1. The real crisis regarding opioids is the unavailability of medical management of pain - there are almost 4,500 untreated pain patients for every abuser dead of polypharmacy involving an opioid.
2. Physicians are already dysfunctionally opiophobic - imposing further requirements upon them would catastrophically further reduce the number available for the medical management of pain.
3. EVERY physician's training should make them completely competent to treat pain - acute and chronic. Establishing a special category and training requirements for opioid prescribing would defeat this essential goal.
4. Instead, medical schools should be required to adequately train EVERY physician in pain management as a requisite for obtaining a license to prescribe.
5. The mythologies of opiophobia must be eliminated by competent clinical training in pharmacology. Any physician who practices opiophobia is de facto pharmacologically incompetent.
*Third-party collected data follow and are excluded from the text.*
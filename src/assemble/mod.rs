//! Highlight window computation and output assembly.

mod assembler;
mod window;

pub use assembler::{AssembleSettings, SegmentAssembler};
pub use window::HighlightWindow;
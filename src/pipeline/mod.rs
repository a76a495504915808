//! Background pipeline orchestration.

mod progress;
mod worker;

pub use progress::percent_for_message;
pub use worker::{
    CancelToken, HighlightJob, Orchestrator, RunSummary, WorkerEvent, WorkerHandle,
};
So, in summary, practicing evidence-based medicine unavoidably leads us to the conclusions that:
1. The need for the proposed REMS is unproven and factually unprovable.
2. The imposition of what is proposed would not only be a national folly, but have horrendous negative consequences for both pain patients and the general public.
3. Criminals would be the primary constituency to benefit from the proposals.
4. What is proposed would have no impact, whatever, upon the incidence of accidental overdose deaths involving opioids of substance abusers.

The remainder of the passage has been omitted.